The Federal Communications Commission is comprised of five individuals -- two from each party, and a fifth appointed by the POTUS. Yet another reason for the American Conservative to hold his nose and vote for McCain November 4. Centrist though he may be, I don't think McCain would support reinstating the FD.Ah, the Fairness Doctrine -- the left's weapon of mass media destruction scheduled to detonate over talk radio. The FCC instituted said doctrine in 1949, when talk radio was 30 years in the future, television (limited to three or four channels) was just becoming popular and daily newspapers were the primary source of political opinion.
The Fairness Doctrine (which is anything but) required balance -- a "reasonable opportunity for ample play for free and fair competition of opposing views ... (for all) issues of importance to the public." In practice, it meant that if a TV or radio station say editorialized in favor of one side of an issue, it had to provide equal time to the other side.
In 1987, the Reagan FCC repealed the grotesque anachronism. Now, the left is panting to bring it back.
This is how the Fairness Doctrine would be applied to talk radio: If a station broadcast three hours of Rush Limbaugh -- or Sean Hannity or Bill O'Reilly or Dr. Dobson -- in the afternoon, it would have to provide equal time to The Rev. Jeremiah A. Wright, Father Michael Pfleger or Osama bin Laden.
The problem is no one would listen to the later, hence it would sell no advertising and talk stations would very quickly switch to sports, weather, pet psychologists or 1970s' elevator music -- exactly what the left intends.
What about the Obamessiah? His position is that he doesn't support the FD. Instead, he would give control of the airwaves back to local communities and control ownership of stations. He would force local stations to meet with review boards of local communities to discuss their content.
Well said. I'm not a McCain fan, but the Obamessiah scares me. Not necessarily the Manchurian Candidate, but not too far off. Vote for McCain unless you want another generation of 'fairness' in our media.The Senator claims he's opposed to reinstating the Fairness Doctrine.

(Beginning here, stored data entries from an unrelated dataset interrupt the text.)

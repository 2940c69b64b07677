use crate::UrlError;
use url::Url;

/// List of tracking query parameters to remove during normalization
const TRACKING_PARAMS: &[&str] = &["fbclid", "gclid", "mc_eid"];

/// Normalizes a URL so equal resources compare byte-identical
///
/// # Normalization Steps
///
/// 1. Parse the URL; reject if malformed
/// 2. Reject non-HTTP(S) schemes and URLs without a host
/// 3. Host is lowercased and dot segments removed (done by the parser)
/// 4. Remove fragment (everything after #)
/// 5. Remove tracking query parameters (`utm_*`, `fbclid`, `gclid`, `mc_eid`)
/// 6. Sort remaining query parameters by key (stable for repeated keys)
/// 7. Remove empty query string (trailing ?)
///
/// # Examples
///
/// ```
/// use polite_crawl::url::normalize_url;
///
/// let url = normalize_url("https://EXAMPLE.COM/a/../page?b=2&a=1#top").unwrap();
/// assert_eq!(url.as_str(), "https://example.com/page?a=1&b=2");
/// ```
pub fn normalize_url(url_str: &str) -> Result<Url, UrlError> {
    let mut url = Url::parse(url_str.trim()).map_err(|e| UrlError::Parse(e.to_string()))?;

    if url.scheme() != "http" && url.scheme() != "https" {
        return Err(UrlError::InvalidScheme(format!(
            "Only HTTP and HTTPS schemes are supported, got: {}",
            url.scheme()
        )));
    }

    if url.host_str().map_or(true, str::is_empty) {
        return Err(UrlError::MissingDomain);
    }

    url.set_fragment(None);

    if url.query().is_some() {
        let params = filter_and_sort_query_params(&url);

        if params.is_empty() {
            url.set_query(None);
        } else {
            url.query_pairs_mut().clear().extend_pairs(params);
        }
    }

    Ok(url)
}

/// Filters out tracking parameters and sorts remaining query parameters
fn filter_and_sort_query_params(url: &Url) -> Vec<(String, String)> {
    let mut params: Vec<(String, String)> = url
        .query_pairs()
        .filter(|(key, _)| !is_tracking_param(key))
        .map(|(k, v)| (k.into_owned(), v.into_owned()))
        .collect();

    params.sort_by(|a, b| a.0.cmp(&b.0));

    params
}

fn is_tracking_param(key: &str) -> bool {
    TRACKING_PARAMS.contains(&key) || key.starts_with("utm_")
}
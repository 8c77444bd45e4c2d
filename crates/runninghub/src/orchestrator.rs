//! Caller-facing task orchestration.
//!
//! [`Orchestrator`] is the small function-call surface the surrounding
//! application uses: [`submit_job`](Orchestrator::submit_job),
//! [`poll_until_done`](Orchestrator::poll_until_done) (submit + poll +
//! resolve), [`wait_for_task`](Orchestrator::wait_for_task) (re-poll an
//! earlier submission), and [`cancel_job`](Orchestrator::cancel_job).
//!
//! Region ids are resolved once at the call boundary, before any network
//! I/O. The orchestrator holds no per-job state, so it can be shared
//! behind an `Arc` and used for many concurrent jobs across regions.
//!
//! Lifecycle events are broadcast via a [`tokio::sync::broadcast`]
//! channel. Call [`Orchestrator::subscribe`] to receive them.

use chrono::Utc;
use photofx_core::job::Job;
use photofx_core::submission::{JobSpec, JobSubmission};
use photofx_core::types::Timestamp;
use photofx_core::{RegionConfig, RegionRouter, TaskError, TaskId};
use tokio::sync::broadcast;
use tokio_util::sync::CancellationToken;

use crate::api::{ClientTimeouts, TaskApi, TaskClient};
use crate::backoff::{PollConfig, PollOverrides};
use crate::config::OrchestratorConfig;
use crate::events::JobEvent;
use crate::poller::PollingOrchestrator;

/// Broadcast channel capacity for job events.
const EVENT_CHANNEL_CAPACITY: usize = 256;

/// A task the provider accepted.
#[derive(Debug, Clone)]
pub struct SubmittedJob {
    pub task_id: TaskId,
    pub region: RegionConfig,
    pub submitted_at: Timestamp,
}

/// Entry point for submitting, polling, and cancelling provider tasks.
pub struct Orchestrator {
    router: RegionRouter,
    http: reqwest::Client,
    api_key: String,
    timeouts: ClientTimeouts,
    poll: PollConfig,
    event_tx: broadcast::Sender<JobEvent>,
}

impl Orchestrator {
    /// Create an orchestrator over a region table.
    pub fn new(
        router: RegionRouter,
        api_key: impl Into<String>,
        timeouts: ClientTimeouts,
        poll: PollConfig,
    ) -> Self {
        let (event_tx, _) = broadcast::channel(EVENT_CHANNEL_CAPACITY);
        Self {
            router,
            http: reqwest::Client::new(),
            api_key: api_key.into(),
            timeouts,
            poll,
            event_tx,
        }
    }

    /// Create an orchestrator over the production regions.
    pub fn from_config(config: &OrchestratorConfig) -> Self {
        Self::new(
            RegionRouter::default(),
            config.api_key.clone(),
            config.timeouts,
            config.poll.clone(),
        )
    }

    /// Subscribe to job lifecycle events.
    pub fn subscribe(&self) -> broadcast::Receiver<JobEvent> {
        self.event_tx.subscribe()
    }

    pub fn router(&self) -> &RegionRouter {
        &self.router
    }

    /// Build a [`TaskClient`] bound to `region_id`, sharing the pooled
    /// HTTP client.
    pub fn client_for(&self, region_id: &str) -> Result<TaskClient, TaskError> {
        let region = self.router.resolve(region_id)?;
        Ok(TaskClient::with_client(
            self.http.clone(),
            region.clone(),
            self.api_key.clone(),
            self.timeouts,
        ))
    }

    /// Normalize and submit a job. Returns once the provider has issued a
    /// task id; does not wait for the task.
    pub async fn submit_job(
        &self,
        region_id: &str,
        spec: &JobSpec,
    ) -> Result<SubmittedJob, TaskError> {
        let client = self.client_for(region_id)?;
        self.submit_with(&client, spec).await
    }

    /// Submit a job and poll it to completion, returning absolute result URLs.
    ///
    /// Region, parameters, and poll overrides are all validated before
    /// anything is submitted.
    ///
    /// Cancelling `cancel` stops polling at the next boundary, asks the
    /// provider to cancel the task, and returns
    /// [`TaskError::OperationCancelled`].
    pub async fn poll_until_done(
        &self,
        region_id: &str,
        spec: &JobSpec,
        overrides: PollOverrides,
        cancel: &CancellationToken,
    ) -> Result<Vec<String>, TaskError> {
        let client = self.client_for(region_id)?;
        let config = self.poll.with_overrides(&overrides)?;
        let submitted = self.submit_with(&client, spec).await?;
        let mut job = Job::new(
            submitted.task_id,
            submitted.region.id(),
            submitted.submitted_at,
        );
        self.poller(client, config).run(&mut job, cancel).await
    }

    /// Poll a task submitted earlier (e.g. after a
    /// [`TaskError::PollingTimeout`]) and resolve its results.
    pub async fn wait_for_task(
        &self,
        region_id: &str,
        task_id: &TaskId,
        overrides: PollOverrides,
        cancel: &CancellationToken,
    ) -> Result<Vec<String>, TaskError> {
        let client = self.client_for(region_id)?;
        let config = self.poll.with_overrides(&overrides)?;
        let mut job = Job::new(task_id.clone(), region_id, Utc::now());
        self.poller(client, config).run(&mut job, cancel).await
    }

    /// Ask the provider to cancel a task.
    ///
    /// A task that already reached a terminal state yields the provider's
    /// error (typically [`TaskError::Provider`]), never a silent success.
    pub async fn cancel_job(&self, region_id: &str, task_id: &TaskId) -> Result<bool, TaskError> {
        let client = self.client_for(region_id)?;
        let cancelled = client.cancel(task_id).await?;
        if cancelled {
            let _ = self.event_tx.send(JobEvent::Cancelled {
                task_id: task_id.clone(),
                region_id: region_id.to_string(),
                by_caller: true,
            });
        }
        Ok(cancelled)
    }

    // ---- private helpers ----

    async fn submit_with(
        &self,
        client: &TaskClient,
        spec: &JobSpec,
    ) -> Result<SubmittedJob, TaskError> {
        let region = client.region();
        let submission = JobSubmission::from_spec(region.id(), spec)?;
        let task_id = client.submit(&submission).await?;
        let submitted_at = Utc::now();

        let _ = self.event_tx.send(JobEvent::Submitted {
            task_id: task_id.clone(),
            region_id: region.id().to_string(),
            target: spec.target.kind(),
        });

        Ok(SubmittedJob {
            task_id,
            region: region.clone(),
            submitted_at,
        })
    }

    fn poller(&self, client: TaskClient, config: PollConfig) -> PollingOrchestrator<TaskClient> {
        PollingOrchestrator::with_tokio_clock(client, config).with_events(self.event_tx.clone())
    }
}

If so, it's because he has something more ominous in mind.
Obama Press Secretary Michael Oritz says the candidate "considers this debate (over the Fairness Doctrine) to be a distraction from the conversation we should be having about opening up the airwaves and modern communications to as many diverse viewpoints as possible... That is why Sen. Obama supports media-ownership caps, network neutrality, public broadcasting, as well as increased minority ownership of broadcast and print outlets."
...Once you cut through the soothing Obama cliches, his plans for talk radio are chillingly apparent.

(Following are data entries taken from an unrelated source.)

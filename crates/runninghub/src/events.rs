//! Job lifecycle events.
//!
//! Emitted by the orchestrator and the poller over a
//! [`tokio::sync::broadcast`] channel. Downstream consumers (usage
//! accounting decrements quota on [`JobEvent::Completed`]) subscribe via
//! [`Orchestrator::subscribe`](crate::orchestrator::Orchestrator::subscribe).

use photofx_core::{TaskId, TaskStatus};
use serde::Serialize;

/// A lifecycle event for one remote task.
#[derive(Debug, Clone, Serialize)]
#[serde(tag = "event", rename_all = "snake_case")]
pub enum JobEvent {
    /// The provider accepted a submission.
    Submitted {
        task_id: TaskId,
        region_id: String,
        /// `ai_app` or `workflow`.
        target: &'static str,
    },

    /// The task moved forward in its lifecycle.
    StatusChanged {
        task_id: TaskId,
        from: TaskStatus,
        to: TaskStatus,
    },

    /// The task succeeded and its outputs were resolved.
    Completed {
        task_id: TaskId,
        region_id: String,
        result_urls: Vec<String>,
    },

    /// The task failed remotely, or a non-retryable error ended polling.
    Failed {
        task_id: TaskId,
        region_id: String,
        /// Stable error code (see `TaskError::code`).
        code: &'static str,
        error: String,
    },

    /// The task was cancelled, either by the caller or by the provider.
    Cancelled {
        task_id: TaskId,
        region_id: String,
        by_caller: bool,
    },

    /// The local deadline passed; the task may still be running remotely.
    TimedOut {
        task_id: TaskId,
        region_id: String,
        last_status: TaskStatus,
    },
}

impl JobEvent {
    /// The task this event concerns.
    pub fn task_id(&self) -> &TaskId {
        match self {
            JobEvent::Submitted { task_id, .. }
            | JobEvent::StatusChanged { task_id, .. }
            | JobEvent::Completed { task_id, .. }
            | JobEvent::Failed { task_id, .. }
            | JobEvent::Cancelled { task_id, .. }
            | JobEvent::TimedOut { task_id, .. } => task_id,
        }
    }
}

When the left says "diverse viewpoints," it means "our viewpoints." It wants diversity only where it's in the minority. Have you ever heard of liberals complaining about the lack of political diversity on college faculties?
Obama's objective in "opening up the airwaves to as many diverse points of view as possible" is putting doctrinaire leftists on boards of directors and installing them as program directors and in other management positions. He wants programming decisions made not by market forces but based on ideological considerations.
Some critics of talk radio want a shorter renewal period for broadcast licenses. They would force broadcasters to prove that they're "operating in the public interest" -- by meeting regularly with "community spokesmen," incorporating their recommendations in programming decisions and putting representatives of various leftwing interest groups in charge of what goes out over the airwaves.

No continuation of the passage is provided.